Each record must be printed again exactly as it appears.

[[ GIVEN INFORMATION open ]]

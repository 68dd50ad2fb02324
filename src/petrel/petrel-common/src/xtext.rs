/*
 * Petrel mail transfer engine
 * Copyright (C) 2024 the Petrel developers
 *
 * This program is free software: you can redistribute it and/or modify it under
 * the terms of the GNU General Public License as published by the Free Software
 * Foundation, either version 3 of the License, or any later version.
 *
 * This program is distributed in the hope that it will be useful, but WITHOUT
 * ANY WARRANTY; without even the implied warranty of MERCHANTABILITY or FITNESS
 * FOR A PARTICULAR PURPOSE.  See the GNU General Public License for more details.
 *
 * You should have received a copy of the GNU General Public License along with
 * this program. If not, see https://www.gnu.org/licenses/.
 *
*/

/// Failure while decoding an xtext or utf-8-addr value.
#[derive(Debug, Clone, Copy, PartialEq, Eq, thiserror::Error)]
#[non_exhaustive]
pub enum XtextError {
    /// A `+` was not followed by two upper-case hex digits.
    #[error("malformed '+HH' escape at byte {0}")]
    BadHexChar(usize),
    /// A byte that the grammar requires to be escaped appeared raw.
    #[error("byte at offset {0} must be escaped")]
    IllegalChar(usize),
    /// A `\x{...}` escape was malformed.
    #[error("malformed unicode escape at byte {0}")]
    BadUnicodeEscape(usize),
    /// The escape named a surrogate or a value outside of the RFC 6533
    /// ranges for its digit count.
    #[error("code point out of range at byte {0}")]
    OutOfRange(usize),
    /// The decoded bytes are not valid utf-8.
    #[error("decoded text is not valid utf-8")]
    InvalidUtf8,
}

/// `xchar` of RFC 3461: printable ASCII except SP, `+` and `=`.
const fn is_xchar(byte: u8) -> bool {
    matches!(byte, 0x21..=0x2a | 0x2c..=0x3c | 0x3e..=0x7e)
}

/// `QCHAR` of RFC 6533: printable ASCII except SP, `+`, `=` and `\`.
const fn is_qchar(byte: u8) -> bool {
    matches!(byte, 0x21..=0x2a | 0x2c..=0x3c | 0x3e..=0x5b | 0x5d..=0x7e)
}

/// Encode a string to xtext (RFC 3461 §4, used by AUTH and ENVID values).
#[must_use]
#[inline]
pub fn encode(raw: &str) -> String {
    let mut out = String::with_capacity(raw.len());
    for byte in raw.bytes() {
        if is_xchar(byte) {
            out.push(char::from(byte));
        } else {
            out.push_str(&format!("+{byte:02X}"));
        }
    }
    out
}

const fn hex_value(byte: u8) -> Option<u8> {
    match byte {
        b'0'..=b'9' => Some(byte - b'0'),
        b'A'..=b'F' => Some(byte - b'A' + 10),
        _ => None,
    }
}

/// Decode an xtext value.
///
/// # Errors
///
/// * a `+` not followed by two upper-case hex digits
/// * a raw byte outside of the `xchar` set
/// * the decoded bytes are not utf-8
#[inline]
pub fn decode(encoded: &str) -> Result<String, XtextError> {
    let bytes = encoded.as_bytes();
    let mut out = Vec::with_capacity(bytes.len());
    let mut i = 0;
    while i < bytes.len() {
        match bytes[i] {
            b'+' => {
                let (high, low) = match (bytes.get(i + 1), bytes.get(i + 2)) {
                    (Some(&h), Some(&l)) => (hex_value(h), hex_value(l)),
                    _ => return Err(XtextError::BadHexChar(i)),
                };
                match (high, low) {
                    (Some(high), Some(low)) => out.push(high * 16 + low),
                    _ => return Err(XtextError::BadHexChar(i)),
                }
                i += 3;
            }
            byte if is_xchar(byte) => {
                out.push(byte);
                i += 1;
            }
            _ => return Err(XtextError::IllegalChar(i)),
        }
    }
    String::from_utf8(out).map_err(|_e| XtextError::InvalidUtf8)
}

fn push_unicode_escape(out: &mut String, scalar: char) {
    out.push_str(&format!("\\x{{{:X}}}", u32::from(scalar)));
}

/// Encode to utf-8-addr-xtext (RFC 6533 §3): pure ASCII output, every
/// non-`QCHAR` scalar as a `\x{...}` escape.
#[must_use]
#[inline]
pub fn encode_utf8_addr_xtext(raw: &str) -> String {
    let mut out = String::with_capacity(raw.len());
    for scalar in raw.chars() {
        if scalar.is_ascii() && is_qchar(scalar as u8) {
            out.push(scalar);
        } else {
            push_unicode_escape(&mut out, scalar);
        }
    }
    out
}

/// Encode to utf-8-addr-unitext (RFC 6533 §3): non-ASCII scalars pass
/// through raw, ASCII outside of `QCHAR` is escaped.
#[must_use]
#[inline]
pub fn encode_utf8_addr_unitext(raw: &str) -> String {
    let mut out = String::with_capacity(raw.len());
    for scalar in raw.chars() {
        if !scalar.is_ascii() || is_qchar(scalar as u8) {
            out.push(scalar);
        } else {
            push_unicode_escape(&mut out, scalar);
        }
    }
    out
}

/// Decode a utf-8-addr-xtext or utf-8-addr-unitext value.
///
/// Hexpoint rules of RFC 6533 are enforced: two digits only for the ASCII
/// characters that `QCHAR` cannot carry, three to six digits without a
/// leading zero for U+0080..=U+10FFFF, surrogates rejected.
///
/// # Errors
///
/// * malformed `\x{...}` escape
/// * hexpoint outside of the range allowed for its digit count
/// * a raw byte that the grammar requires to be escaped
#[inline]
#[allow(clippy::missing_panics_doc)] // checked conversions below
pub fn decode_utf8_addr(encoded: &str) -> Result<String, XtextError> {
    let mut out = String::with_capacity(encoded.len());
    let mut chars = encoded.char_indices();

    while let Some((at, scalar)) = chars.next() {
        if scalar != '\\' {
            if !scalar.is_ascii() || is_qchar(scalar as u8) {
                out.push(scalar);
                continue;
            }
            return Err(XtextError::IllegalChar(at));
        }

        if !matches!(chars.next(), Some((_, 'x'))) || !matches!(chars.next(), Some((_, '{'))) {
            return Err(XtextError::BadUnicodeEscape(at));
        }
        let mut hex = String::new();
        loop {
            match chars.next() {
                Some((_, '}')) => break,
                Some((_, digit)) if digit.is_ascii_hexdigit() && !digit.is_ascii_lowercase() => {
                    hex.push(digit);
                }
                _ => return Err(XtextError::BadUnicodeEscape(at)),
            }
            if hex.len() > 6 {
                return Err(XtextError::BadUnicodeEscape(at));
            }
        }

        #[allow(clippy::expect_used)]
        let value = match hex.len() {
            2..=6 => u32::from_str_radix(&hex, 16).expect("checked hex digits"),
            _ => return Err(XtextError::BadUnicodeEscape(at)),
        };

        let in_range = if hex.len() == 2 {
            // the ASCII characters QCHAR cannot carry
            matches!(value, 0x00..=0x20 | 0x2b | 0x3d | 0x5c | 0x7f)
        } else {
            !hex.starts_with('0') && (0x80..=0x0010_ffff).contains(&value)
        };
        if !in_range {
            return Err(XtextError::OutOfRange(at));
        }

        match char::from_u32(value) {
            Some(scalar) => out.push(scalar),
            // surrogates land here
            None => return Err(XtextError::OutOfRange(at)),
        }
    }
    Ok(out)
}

[[ GIVEN INFORMATION closed ]]

* WRITTEN REPLY *
repository 68dd50ad2fb02324
filename src/petrel/petrel-common/src/xtext.rs
/*
 * Petrel mail transfer engine
 * Copyright (C) 2024 the Petrel developers
 *
 * This program is free software: you can redistribute it and/or modify it under
 * the terms of the GNU General Public License as published by the Free Software
 * Foundation, either version 3 of the License, or any later version.
 *
 * This program is distributed in the hope that it will be useful, but WITHOUT
 * ANY WARRANTY; without even the implied warranty of MERCHANTABILITY or FITNESS
 * FOR A PARTICULAR PURPOSE.  See the GNU General Public License for more details.
 *
 * You should have received a copy of the GNU General Public License along with
 * this program. If not, see https://www.gnu.org/licenses/.
 *
*/

/// Failure while decoding an xtext or utf-8-addr value.
#[derive(Debug, Clone, Copy, PartialEq, Eq, thiserror::Error)]
#[non_exhaustive]
pub enum XtextError {
    /// A `+` was not followed by two upper-case hex digits.
    #[error("malformed '+HH' escape at byte {0}")]
    BadHexChar(usize),
    /// A byte that the grammar requires to be escaped appeared raw.
    #[error("byte at offset {0} must be escaped")]
    IllegalChar(usize),
    /// A `\x{...}` escape was malformed.
    #[error("malformed unicode escape at byte {0}")]
    BadUnicodeEscape(usize),
    /// The escape named a surrogate or a value outside of the RFC 6533
    /// ranges for its digit count.
    #[error("code point out of range at byte {0}")]
    OutOfRange(usize),
    /// The decoded bytes are not valid utf-8.
    #[error("decoded text is not valid utf-8")]
    InvalidUtf8,
}

/// `xchar` of RFC 3461: printable ASCII except SP, `+` and `=`.
const fn is_xchar(byte: u8) -> bool {
    matches!(byte, 0x21..=0x2a | 0x2c..=0x3c | 0x3e..=0x7e)
}

/// `QCHAR` of RFC 6533: printable ASCII except SP, `+`, `=` and `\`.
const fn is_qchar(byte: u8) -> bool {
    matches!(byte, 0x21..=0x2a | 0x2c..=0x3c | 0x3e..=0x5b | 0x5d..=0x7e)
}

/// Encode a string to xtext (RFC 3461 §4, used by AUTH and ENVID values).
#[must_use]
#[inline]
pub fn encode(raw: &str) -> String {
    let mut out = String::with_capacity(raw.len());
    for byte in raw.bytes() {
        if is_xchar(byte) {
            out.push(char::from(byte));
        } else {
            out.push_str(&format!("+{byte:02X}"));
        }
    }
    out
}

const fn hex_value(byte: u8) -> Option<u8> {
    match byte {
        b'0'..=b'9' => Some(byte - b'0'),
        b'A'..=b'F' => Some(byte - b'A' + 10),
        _ => None,
    }
}

/// Decode an xtext value.
///
/// # Errors
///
/// * a `+` not followed by two upper-case hex digits
/// * a raw byte outside of the `xchar` set
/// * the decoded bytes are not utf-8
#[inline]
pub fn decode(encoded: &str) -> Result<String, XtextError> {
    let bytes = encoded.as_bytes();
    let mut out = Vec::with_capacity(bytes.len());
    let mut i = 0;
    while i < bytes.len() {
        match bytes[i] {
            b'+' => {
                let (high, low) = match (bytes.get(i + 1), bytes.get(i + 2)) {
                    (Some(&h), Some(&l)) => (hex_value(h), hex_value(l)),
                    _ => return Err(XtextError::BadHexChar(i)),
                };
                match (high, low) {
                    (Some(high), Some(low)) => out.push(high * 16 + low),
                    _ => return Err(XtextError::BadHexChar(i)),
                }
                i += 3;
            }
            byte if is_xchar(byte) => {
                out.push(byte);
                i += 1;
            }
            _ => return Err(XtextError::IllegalChar(i)),
        }
    }
    String::from_utf8(out).map_err(|_e| XtextError::InvalidUtf8)
}

fn push_unicode_escape(out: &mut String, scalar: char) {
    out.push_str(&format!("\\x{{{:X}}}", u32::from(scalar)));
}

/// Encode to utf-8-addr-xtext (RFC 6533 §3): pure ASCII output, every
/// non-`QCHAR` scalar as a `\x{...}` escape.
#[must_use]
#[inline]
pub fn encode_utf8_addr_xtext(raw: &str) -> String {
    let mut out = String::with_capacity(raw.len());
    for scalar in raw.chars() {
        if scalar.is_ascii() && is_qchar(scalar as u8) {
            out.push(scalar);
        } else {
            push_unicode_escape(&mut out, scalar);
        }
    }
    out
}

/// Encode to utf-8-addr-unitext (RFC 6533 §3): non-ASCII scalars pass
/// through raw, ASCII outside of `QCHAR` is escaped.
#[must_use]
#[inline]
pub fn encode_utf8_addr_unitext(raw: &str) -> String {
    let mut out = String::with_capacity(raw.len());
    for scalar in raw.chars() {
        if !scalar.is_ascii() || is_qchar(scalar as u8) {
            out.push(scalar);
        } else {
            push_unicode_escape(&mut out, scalar);
        }
    }
    out
}

/// Decode a utf-8-addr-xtext or utf-8-addr-unitext value.
///
/// Hexpoint rules of RFC 6533 are enforced: two digits only for the ASCII
/// characters that `QCHAR` cannot carry, three to six digits without a
/// leading zero for U+0080..=U+10FFFF, surrogates rejected.
///
/// # Errors
///
/// * malformed `\x{...}` escape
/// * hexpoint outside of the range allowed for its digit count
/// * a raw byte that the grammar requires to be escaped
#[inline]
#[allow(clippy::missing_panics_doc)] // checked conversions below
pub fn decode_utf8_addr(encoded: &str) -> Result<String, XtextError> {
    let mut out = String::with_capacity(encoded.len());
    let mut chars = encoded.char_indices();

    while let Some((at, scalar)) = chars.next() {
        if scalar != '\\' {
            if !scalar.is_ascii() || is_qchar(scalar as u8) {
                out.push(scalar);
                continue;
            }
            return Err(XtextError::IllegalChar(at));
        }

        if !matches!(chars.next(), Some((_, 'x'))) || !matches!(chars.next(), Some((_, '{'))) {
            return Err(XtextError::BadUnicodeEscape(at));
        }
        let mut hex = String::new();
        loop {
            match chars.next() {
                Some((_, '}')) => break,
                Some((_, digit)) if digit.is_ascii_hexdigit() && !digit.is_ascii_lowercase() => {
                    hex.push(digit);
                }
                _ => return Err(XtextError::BadUnicodeEscape(at)),
            }
            if hex.len() > 6 {
                return Err(XtextError::BadUnicodeEscape(at));
            }
        }

        #[allow(clippy::expect_used)]
        let value = match hex.len() {
            2..=6 => u32::from_str_radix(&hex, 16).expect("checked hex digits"),
            _ => return Err(XtextError::BadUnicodeEscape(at)),
        };

        let in_range = if hex.len() == 2 {
            // the ASCII characters QCHAR cannot carry
            matches!(value, 0x00..=0x20 | 0x2b | 0x3d | 0x5c | 0x7f)
        } else {
            !hex.starts_with('0') && (0x80..=0x0010_ffff).contains(&value)
        };
        if !in_range {
            return Err(XtextError::OutOfRange(at));
        }

        match char::from_u32(value) {
            Some(scalar) => out.push(scalar),
            // surrogates land here
            None => return Err(XtextError::OutOfRange(at)),
        }
    }
    Ok(out)
}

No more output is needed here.